→ **PROBLEM DETAILS**:
Lines from the beginning of the data through the line containing "pub enum AuthError" are to be copied exactly, with no other line included.

→ **PROVIDED DATA**:
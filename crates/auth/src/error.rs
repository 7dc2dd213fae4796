//! Closed error taxonomy shared by every manager
//!
//! Each public operation resolves to a success value or exactly one of
//! these kinds. The boundary mapping (`status`/`code`/`message`) is
//! exhaustive on purpose: adding a variant fails to compile until every
//! table is updated.

use axum::{
    http::StatusCode,
    response::{IntoResponse, Response},
    Json,
};
use serde_json::json;

use crate::store::StoreError;

/// Result alias used across the auth crate
pub type AuthResult<T> = Result<T, AuthError>;

#[derive(Debug, Clone, Copy, PartialEq, Eq, thiserror::Error)]
pub enum AuthError {
    #[error("Email already registered")]
    EmailExists,
    #[error("Invalid email or password")]
    InvalidCredentials,
    #[error("Email not verified")]
    EmailNotVerified,
    #[error("Invalid or expired code")]
    InvalidOtp,
    #[error("Too many attempts, try again later")]
    OtpLocked,
    #[error("Invalid or expired token")]
    InvalidToken,
    #[error("Authentication required")]
    Unauthenticated,
    #[error("Insufficient permissions")]
    Forbidden,
    #[error("Internal server error")]
    Internal,
}

impl AuthError {
    /// Every taxonomy kind, for totality checks over the boundary tables
    pub const ALL: [AuthError; 9] = [
        AuthError::EmailExists,
        AuthError::InvalidCredentials,
        AuthError::EmailNotVerified,
        AuthError::InvalidOtp,
        AuthError::OtpLocked,
        AuthError::InvalidToken,
        AuthError::Unauthenticated,
        AuthError::Forbidden,
        AuthError::Internal,
    ];

    /// HTTP status for the boundary response
    pub fn status(&self) -> StatusCode {
        match self {
            AuthError::EmailExists => StatusCode::CONFLICT,
            AuthError::InvalidCredentials => StatusCode::UNAUTHORIZED,
            AuthError::EmailNotVerified => StatusCode::FORBIDDEN,
            AuthError::InvalidOtp => StatusCode::UNAUTHORIZED,
            AuthError::OtpLocked => StatusCode::TOO_MANY_REQUESTS,
            AuthError::InvalidToken => StatusCode::UNAUTHORIZED,
            AuthError::Unauthenticated => StatusCode::UNAUTHORIZED,
            AuthError::Forbidden => StatusCode::FORBIDDEN,
            AuthError::Internal => StatusCode::INTERNAL_SERVER_ERROR,
        }
    }

    /// Stable machine-readable code for clients
    pub fn code(&self) -> &'static str {
        match self {
            AuthError::EmailExists => "email_exists",
            AuthError::InvalidCredentials => "invalid_credentials",
            AuthError::EmailNotVerified => "email_not_verified",
            AuthError::InvalidOtp => "invalid_otp",
            AuthError::OtpLocked => "otp_locked",
            AuthError::InvalidToken => "invalid_token",
            AuthError::Unauthenticated => "unauthenticated",
            AuthError::Forbidden => "forbidden",
            AuthError::Internal => "internal_error",
        }
    }

    /// User-facing message (never includes internal detail)
    pub fn message(&self) -> &'static str {
        match self {
            AuthError::EmailExists => "An account with this email already exists",
            AuthError::InvalidCredentials => "Invalid email or password",
            AuthError::EmailNotVerified => "Please verify your email before signing in",
            AuthError::InvalidOtp => "Invalid or expired verification code",
            AuthError::OtpLocked => "Too many failed attempts. Try again later",
            AuthError::InvalidToken => "Invalid or expired token",
            AuthError::Unauthenticated => "Authentication required",
            AuthError::Forbidden => "Insufficient permissions",
            AuthError::Internal => "Internal server error",
        }
    }
}

/// Storage failures cross the boundary as `Internal`; detail stays in logs
impl From<StoreError> for AuthError {
    fn from(err: StoreError) -> Self {
        tracing::error!(error = %err, "store failure normalized to internal error");
        AuthError::Internal
    }
}

impl IntoResponse for AuthError {
    fn into_response(self) -> Response {
        let status = self.status();

        let body = Json(json!({
            "error": self.code(),
            "message": self.message(),
            "code": status.as_u16()
        }));

        (status, body).into_response()
    }
}

#[cfg(test)]
mod tests {
    use super::*;
    use std::collections::HashSet;

    #[test]
    fn test_every_kind_has_exactly_one_mapping() {
        // status(), code() and message() are exhaustive matches, so this
        // exercises the full table and checks codes are distinct.
        let mut codes = HashSet::new();
        for kind in AuthError::ALL {
            let status = kind.status();
            assert!(status.is_client_error() || status.is_server_error());
            assert!(!kind.message().is_empty());
            assert!(codes.insert(kind.code()), "duplicate code for {kind:?}");
        }
        assert_eq!(codes.len(), AuthError::ALL.len());
    }

    #[test]
    fn test_internal_hides_detail() {
        let err: AuthError = StoreError::Backend("connection refused".into()).into();
        assert_eq!(err, AuthError::Internal);
        assert!(!err.message().contains("connection"));
    }

    #[test]
    fn test_lockout_reported_distinctly_from_invalid_code() {
        assert_ne!(AuthError::OtpLocked.code(), AuthError::InvalidOtp.code());
        assert_eq!(AuthError::OtpLocked.status(), StatusCode::TOO_MANY_REQUESTS);
    }
}
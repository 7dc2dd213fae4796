//! OTP challenge issuance and verification
//!
//! State machine per principal: NONE → PENDING → {VERIFIED, EXPIRED,
//! LOCKED}. At most one live challenge per principal; issuing again
//! supersedes the old one. Delivery of the code (email, SMS) is a caller
//! concern.
//!
//! Lockout reporting: the failed attempt that *triggers* the lock already
//! returns `OtpLocked` rather than `InvalidOtp`, so clients can show the
//! cooldown immediately. This is consistent across the subsystem.

use std::sync::Arc;

use time::OffsetDateTime;

use crate::clock::Clock;
use crate::config::AuthConfig;
use crate::error::{AuthError, AuthResult};
use crate::models::Challenge;
use crate::secrets;
use crate::store::ChallengeStore;

/// A freshly issued challenge. The raw code exists only here; the store
/// keeps its digest.
#[derive(Debug, Clone)]
pub struct IssuedChallenge {
    pub code: String,
    pub expires_at: OffsetDateTime,
}

pub struct MfaChallengeManager<S> {
    store: Arc<S>,
    clock: Arc<dyn Clock>,
    config: AuthConfig,
}

impl<S> MfaChallengeManager<S>
where
    S: ChallengeStore,
{
    pub fn new(store: Arc<S>, clock: Arc<dyn Clock>, config: AuthConfig) -> Self {
        Self {
            store,
            clock,
            config,
        }
    }

    /// Issue a challenge for the principal, superseding any prior one.
    /// Resend is simply re-issuance.
    pub async fn issue(&self, principal: &str) -> AuthResult<IssuedChallenge> {
        let code = secrets::generate_otp_code();
        let expires_at = self.clock.now() + self.config.otp_ttl;

        self.store
            .upsert_challenge(Challenge {
                principal: principal.to_string(),
                code_hash: secrets::hash_secret(&code),
                attempts: 0,
                expires_at,
                lock_until: None,
            })
            .await?;

        tracing::info!(principal = %principal, expires_at = %expires_at, "otp challenge issued");

        Ok(IssuedChallenge { code, expires_at })
    }

    /// Verify a submitted code against the live challenge.
    ///
    /// Success consumes the challenge; the store's delete is the atomic
    /// claim, so two concurrent verifications cannot both succeed.
    pub async fn verify(&self, principal: &str, submitted_code: &str) -> AuthResult<()> {
        let now = self.clock.now();

        let challenge = match self.store.find_challenge(principal).await? {
            Some(challenge) => challenge,
            None => return Err(AuthError::InvalidOtp),
        };

        if let Some(lock_until) = challenge.lock_until {
            if lock_until > now {
                // Rejected regardless of correctness; the lock state must
                // not leak whether the code would have matched.
                tracing::warn!(principal = %principal, "otp verification rejected during lockout");
                return Err(AuthError::OtpLocked);
            }
            // Lock elapsed: the challenge is void, a fresh one is required
            self.store.delete_challenge(principal).await?;
            return Err(AuthError::InvalidOtp);
        }

        if now >= challenge.expires_at {
            self.store.delete_challenge(principal).await?;
            return Err(AuthError::InvalidOtp);
        }

        let matches =
            secrets::digests_match(&secrets::hash_secret(submitted_code), &challenge.code_hash);

        if !matches {
            let attempts = challenge.attempts + 1;
            let locked = attempts >= self.config.otp_max_attempts;
            let lock_until = locked.then(|| now + self.config.otp_lockout);

            self.store
                .upsert_challenge(Challenge {
                    attempts,
                    lock_until,
                    ..challenge
                })
                .await?;

            if locked {
                tracing::warn!(principal = %principal, attempts, "otp challenge locked");
                return Err(AuthError::OtpLocked);
            }
            return Err(AuthError::InvalidOtp);
        }

        // Atomic claim: only the caller that actually removed the row wins
        if !self.store.delete_challenge(principal).await? {
            return Err(AuthError::InvalidOtp);
        }

        tracing::info!(principal = %principal, "otp challenge verified");
        Ok(())
    }
}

→ **ANSWER SECTION**:
filename crates/auth/src/error.rs
repository 7dc2dd213fae4796
//! Closed error taxonomy shared by every manager
//!
//! Each public operation resolves to a success value or exactly one of
//! these kinds. The boundary mapping (`status`/`code`/`message`) is
//! exhaustive on purpose: adding a variant fails to compile until every
//! table is updated.

use axum::{
    http::StatusCode,
    response::{IntoResponse, Response},
    Json,
};
use serde_json::json;

use crate::store::StoreError;

/// Result alias used across the auth crate
pub type AuthResult<T> = Result<T, AuthError>;

#[derive(Debug, Clone, Copy, PartialEq, Eq, thiserror::Error)]
pub enum AuthError {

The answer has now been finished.